Le Canigou
On peut l'admirer depuis l'appartement, lorsqu'on est assis sur le canapé gris en mousse, et que l'on porte son regard vers la montagne...
C'est le Canigou.
Il me fallut attendre d'être plus âgé, pour pouvoir envisager pareille aventure.
Une carte longuement étudiée, que j'emmenais en promenade, et qui me permettait de nommer rochers,
ravins, sources et cimes que j'apercevais autour de moi.
J'étais avide de nouveaux lieux, de nouveaux chemins, de nouvelles routes, de nouveaux points de vue, et je voulais grimper toujours plus haut.
Ce massif montagneux m'a toujours fasciné et inquiété à la fois.
Je crois qu'il me subjugue par sa majesté, sa lumière, sa luxuriance, son mélange d'essences méditerranéennes et d'air des montagnes.
Il m'effraie parce qu'il est sauvage, abrupt, tortueux, labyrinthique, et que l'homme semble s'y perdre dans une complète impuissance.
Lorsque j'étais plus petit, dans mon lit, il m'arrivait de m'endormir en repensant aux lieux où je m'étais promené avec mon grand-père, je les imaginais plongés dans la nuit, et j'en frissonnais.
Et puis j'aime le repos simple que procure la marche, cet effort régulier qui
nous conduit à nous élever, progressivement, dans une nature aride et colorée à la fois, toujours belle, fidèle à elle même, malgré les années passant.
La randonnée chasse mes pensées.
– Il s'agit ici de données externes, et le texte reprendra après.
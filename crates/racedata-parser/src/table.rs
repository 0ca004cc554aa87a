use std::collections::HashSet;
use std::fs;
use std::path::Path;

use csv::{ByteRecord, ReaderBuilder, Trim};
use polars::prelude::*;

use crate::errors::TableError;

const MEMORY_SOURCE: &str = "<memory>";
const UTF8_BOM: &[u8] = b"\xEF\xBB\xBF";

/// Reads a delimited export with a header row into a frame of nullable string columns.
///
/// Cells are trimmed and empty cells become null. Typing is left to the callers, which
/// parse each cell softly so that one malformed value never rejects the whole file.
pub fn read_table(path: &Path) -> Result<DataFrame, TableError> {
    let source_name = path.display().to_string();
    let content = fs::read(path).map_err(|source| TableError::Io {
        source_name: source_name.clone(),
        source,
    })?;
    parse_table(&source_name, &content)
}

pub fn read_table_str(content: &str) -> Result<DataFrame, TableError> {
    parse_table(MEMORY_SOURCE, content.as_bytes())
}

/// Picks `;` when the header line carries more semicolons than commas.
pub fn sniff_delimiter(content: &[u8]) -> u8 {
    let header = content
        .split(|byte| *byte == b'\n')
        .next()
        .unwrap_or_default();
    let semicolons = header.iter().filter(|byte| **byte == b';').count();
    let commas = header.iter().filter(|byte| **byte == b',').count();
    if semicolons > commas {
        b';'
    } else {
        b','
    }
}

fn parse_table(source_name: &str, content: &[u8]) -> Result<DataFrame, TableError> {
    let content = content.strip_prefix(UTF8_BOM).unwrap_or(content);
    let mut reader = ReaderBuilder::new()
        .delimiter(sniff_delimiter(content))
        .has_headers(false)
        .flexible(true)
        .trim(Trim::All)
        .from_reader(content);

    let mut records = reader.byte_records();

    let header = records
        .next()
        .ok_or_else(|| TableError::InvalidHeader {
            source_name: source_name.to_string(),
            message: "file is empty".to_string(),
        })?
        .map_err(|source| TableError::Csv {
            source_name: source_name.to_string(),
            source,
        })?;
    let names = header_names(source_name, &header)?;

    let mut cells: Vec<Vec<Option<String>>> = vec![Vec::new(); names.len()];
    for record in records {
        let record = record.map_err(|source| TableError::Csv {
            source_name: source_name.to_string(),
            source,
        })?;
        if record.iter().all(|field| field.is_empty()) {
            continue;
        }
        for (idx, column) in cells.iter_mut().enumerate() {
            column.push(decode_cell(record.get(idx)));
        }
    }

    let columns: Vec<Column> = names
        .iter()
        .zip(cells)
        .map(|(name, values)| {
            let values: Vec<Option<&str>> = values.iter().map(|v| v.as_deref()).collect();
            Series::new(name.as_str().into(), values).into()
        })
        .collect();

    DataFrame::new(columns).map_err(|source| TableError::Polars {
        source_name: source_name.to_string(),
        source,
    })
}

fn header_names(source_name: &str, header: &ByteRecord) -> Result<Vec<String>, TableError> {
    let mut names: Vec<String> = header
        .iter()
        .map(|raw| String::from_utf8_lossy(raw).into_owned())
        .collect();

    // Several vendors terminate every line with the delimiter.
    while names.last().is_some_and(|name| name.is_empty()) {
        names.pop();
    }

    if names.is_empty() {
        return Err(TableError::InvalidHeader {
            source_name: source_name.to_string(),
            message: "header row has no column names".to_string(),
        });
    }

    let mut seen = HashSet::with_capacity(names.len());
    for (idx, name) in names.iter().enumerate() {
        if name.is_empty() {
            return Err(TableError::InvalidHeader {
                source_name: source_name.to_string(),
                message: format!("column {} has an empty name", idx + 1),
            });
        }
        if !seen.insert(name.as_str()) {
            return Err(TableError::InvalidHeader {
                source_name: source_name.to_string(),
                message: format!("duplicate column name '{name}'"),
            });
        }
    }

    Ok(names)
}

fn decode_cell(raw: Option<&[u8]>) -> Option<String> {
    raw.filter(|bytes| !bytes.is_empty())
        .map(|bytes| String::from_utf8_lossy(bytes).into_owned())
}

pub fn has_column(df: &DataFrame, name: &str) -> bool {
    df.get_column_index(name).is_some()
}

pub fn column_names(df: &DataFrame) -> Vec<String> {
    df.get_column_names()
        .into_iter()
        .map(|name| name.to_string())
        .collect()
}

/// Returns the first column whose name matches `name` ignoring ASCII case.
pub fn find_column_ignore_case(df: &DataFrame, name: &str) -> Option<String> {
    df.get_column_names()
        .into_iter()
        .find(|candidate| candidate.as_str().eq_ignore_ascii_case(name))
        .map(|candidate| candidate.to_string())
}

/// String view of a column, or `None` when the column is absent or not textual.
pub fn string_column<'a>(df: &'a DataFrame, name: &str) -> Option<&'a StringChunked> {
    df.column(name).ok()?.str().ok()
}

/// Casts every text column whose non-null cells all parse as numbers.
///
/// Columns of whole numbers become `Int64`, other numeric columns `Float64`. A column with
/// any cell that fails to parse keeps its text.
pub fn infer_numeric_columns(df: &DataFrame) -> PolarsResult<DataFrame> {
    let columns = df
        .get_columns()
        .iter()
        .map(infer_numeric)
        .collect::<PolarsResult<Vec<_>>>()?;
    DataFrame::new(columns)
}

fn infer_numeric(column: &Column) -> PolarsResult<Column> {
    if column.dtype() != &DataType::String || column.null_count() == column.len() {
        return Ok(column.clone());
    }
    let floats = column.cast(&DataType::Float64)?;
    if floats.null_count() != column.null_count() {
        return Ok(column.clone());
    }
    let whole = floats
        .f64()?
        .into_iter()
        .flatten()
        .all(|value| value.is_finite() && value.fract() == 0.0);
    if whole {
        floats.cast(&DataType::Int64)
    } else {
        Ok(floats)
    }
}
Et si je pense, alors c'est une méditation innocente, paisible comme un murmure.
Quoique 2100 mètres de dénivelé et 40 kilomètres de marche en bermudas et baskets eussent quelque chose d'un peu insensé, je refis l'ascension plusieurs fois au cours des années suivantes, tantôt seul, tantôt accompagné de mon amie Laurence, jusqu'à ce que mes grands-parents ne vendent l'appartement de Vernet-les-Bains.